> TO DO
Lines in the records below that contain the word "Deserialize" must each be copied.

> DATA TO USE
============
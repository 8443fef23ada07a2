//! Experiment record types matching the dashboard wire contract

use chrono::{DateTime, Utc};
use serde::{Deserialize, Serialize};
use serde_json::{Map, Value};
use std::fmt;

/// Message stamped on every freshly created experiment
pub const CREATED_MESSAGE: &str = "Waiting to start";

/// Wire keys the registry owns; client-supplied values for these are dropped
pub const SERVER_OWNED_FIELDS: &[&str] = &["status", "startTime", "endTime", "message"];

/// Lifecycle phase of an experiment
///
/// Nothing in the registry moves a record out of `Pending`; the remaining
/// phases exist so clients can render records seeded or produced elsewhere.
#[derive(Debug, Clone, Copy, PartialEq, Eq, Hash, Default, Serialize, Deserialize)]
pub enum ExperimentStatus {
    /// Accepted, not yet started
    #[default]
    Pending,

    /// Fault currently injected
    Running,

    /// Finished without error
    Completed,

    /// Finished with an error
    Failed,
}

impl ExperimentStatus {
    /// Whether the phase is final
    #[must_use]
    pub fn is_terminal(self) -> bool {
        matches!(self, Self::Completed | Self::Failed)
    }

    /// Wire representation
    #[must_use]
    pub fn as_str(self) -> &'static str {
        match self {
            Self::Pending => "Pending",
            Self::Running => "Running",
            Self::Completed => "Completed",
            Self::Failed => "Failed",
        }
    }
}

impl fmt::Display for ExperimentStatus {
    fn fmt(&self, f: &mut fmt::Formatter<'_>) -> fmt::Result {
        f.write_str(self.as_str())
    }
}

/// Composite identity of an experiment
#[derive(Debug, Clone, PartialEq, Eq, Hash, PartialOrd, Ord)]
pub struct ExperimentKey {
    /// Grouping label
    pub namespace: String,

    /// Name within the namespace
    pub name: String,
}

impl ExperimentKey {
    /// Build a key from namespace and name
    pub fn new(namespace: impl Into<String>, name: impl Into<String>) -> Self {
        Self {
            namespace: namespace.into(),
            name: name.into(),
        }
    }
}

impl fmt::Display for ExperimentKey {
    fn fmt(&self, f: &mut fmt::Formatter<'_>) -> fmt::Result {
        write!(f, "{}/{}", self.namespace, self.name)
    }
}

/// Client-controlled half of a record: the submitted JSON object as-is
///
/// Nothing is validated. Keys keep whatever JSON type the client sent,
/// omitted keys stay omitted and explicit `null`s are kept. The accessors
/// below only read the well-known keys; they answer `None` when a key is
/// missing or not of the expected type.
#[derive(Debug, Clone, PartialEq, Default, Serialize, Deserialize)]
#[serde(transparent)]
pub struct ExperimentDefinition {
    fields: Map<String, Value>,
}

impl ExperimentDefinition {
    /// Definition with only the identity set
    pub fn new(namespace: impl Into<String>, name: impl Into<String>) -> Self {
        Self::default()
            .with("name", name.into())
            .with("namespace", namespace.into())
    }

    /// Take a parsed request body
    ///
    /// An object is kept verbatim. Any other JSON value carries no fields,
    /// so the stored record holds only the server-owned ones.
    #[must_use]
    pub fn from_value(value: Value) -> Self {
        match value {
            Value::Object(fields) => Self { fields },
            _ => Self::default(),
        }
    }

    /// Builder-style `set`
    #[must_use]
    pub fn with(mut self, key: impl Into<String>, value: impl Into<Value>) -> Self {
        self.set(key, value);
        self
    }

    /// Set a field, replacing any previous value
    pub fn set(&mut self, key: impl Into<String>, value: impl Into<Value>) {
        self.fields.insert(key.into(), value.into());
    }

    /// Raw value of a field
    #[must_use]
    pub fn get(&self, key: &str) -> Option<&Value> {
        self.fields.get(key)
    }

    /// Every submitted field
    #[must_use]
    pub fn fields(&self) -> &Map<String, Value> {
        &self.fields
    }

    fn text(&self, key: &str) -> Option<&str> {
        self.fields.get(key).and_then(Value::as_str)
    }

    /// Experiment name
    #[must_use]
    pub fn name(&self) -> Option<&str> {
        self.text("name")
    }

    /// Experiment namespace
    #[must_use]
    pub fn namespace(&self) -> Option<&str> {
        self.text("namespace")
    }

    /// Fault type (`pod-failure`, `network-latency`, ...)
    #[must_use]
    pub fn experiment_type(&self) -> Option<&str> {
        self.text("experimentType")
    }

    /// Kind of the targeted workload
    #[must_use]
    pub fn target_kind(&self) -> Option<&str> {
        self.text("targetKind")
    }

    /// Name of the targeted workload
    #[must_use]
    pub fn target_name(&self) -> Option<&str> {
        self.text("targetName")
    }

    /// Free-form duration (`30s`, `1m`, ...)
    #[must_use]
    pub fn duration(&self) -> Option<&str> {
        self.text("duration")
    }

    /// Type-specific knobs
    #[must_use]
    pub fn parameters(&self) -> Option<&Map<String, Value>> {
        self.fields.get("parameters").and_then(Value::as_object)
    }

    /// Identity, when both `namespace` and `name` are strings
    #[must_use]
    pub fn key(&self) -> Option<ExperimentKey> {
        Some(ExperimentKey::new(self.namespace()?, self.name()?))
    }

    /// Whether this definition is addressed by `(namespace, name)`
    ///
    /// A definition without a string name or namespace matches nothing.
    #[must_use]
    pub fn matches(&self, namespace: &str, name: &str) -> bool {
        self.namespace() == Some(namespace) && self.name() == Some(name)
    }

    /// Drop keys that collide with server-owned fields
    pub(crate) fn strip_server_owned(&mut self) {
        self.fields
            .retain(|key, _| !SERVER_OWNED_FIELDS.contains(&key.as_str()));
    }
}

/// A stored experiment
#[derive(Debug, Clone, PartialEq, Serialize, Deserialize)]
pub struct ExperimentRecord {
    /// Client-supplied fields
    #[serde(flatten)]
    pub definition: ExperimentDefinition,

    /// Lifecycle phase
    #[serde(default)]
    pub status: ExperimentStatus,

    /// When the fault was injected
    #[serde(rename = "startTime", default)]
    pub start_time: Option<DateTime<Utc>>,

    /// When the fault was lifted
    #[serde(rename = "endTime", default)]
    pub end_time: Option<DateTime<Utc>>,

    /// Human-readable progress note
    #[serde(default)]
    pub message: String,
}

impl ExperimentRecord {
    /// Record in the state every create produces
    #[must_use]
    pub fn pending(mut definition: ExperimentDefinition) -> Self {
        definition.strip_server_owned();
        Self {
            definition,
            status: ExperimentStatus::Pending,
            start_time: None,
            end_time: None,
            message: CREATED_MESSAGE.to_string(),
        }
    }

    /// Experiment name
    #[must_use]
    pub fn name(&self) -> Option<&str> {
        self.definition.name()
    }

    /// Experiment namespace
    #[must_use]
    pub fn namespace(&self) -> Option<&str> {
        self.definition.namespace()
    }

    /// Identity of the record
    #[must_use]
    pub fn key(&self) -> Option<ExperimentKey> {
        self.definition.key()
    }
}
============
> REPLY TO THE EXERCISE
use serde::{Deserialize, Serialize};
#[derive(Debug, Clone, Copy, PartialEq, Eq, Hash, Default, Serialize, Deserialize)]
#[derive(Debug, Clone, PartialEq, Default, Serialize, Deserialize)]
#[derive(Debug, Clone, PartialEq, Serialize, Deserialize)]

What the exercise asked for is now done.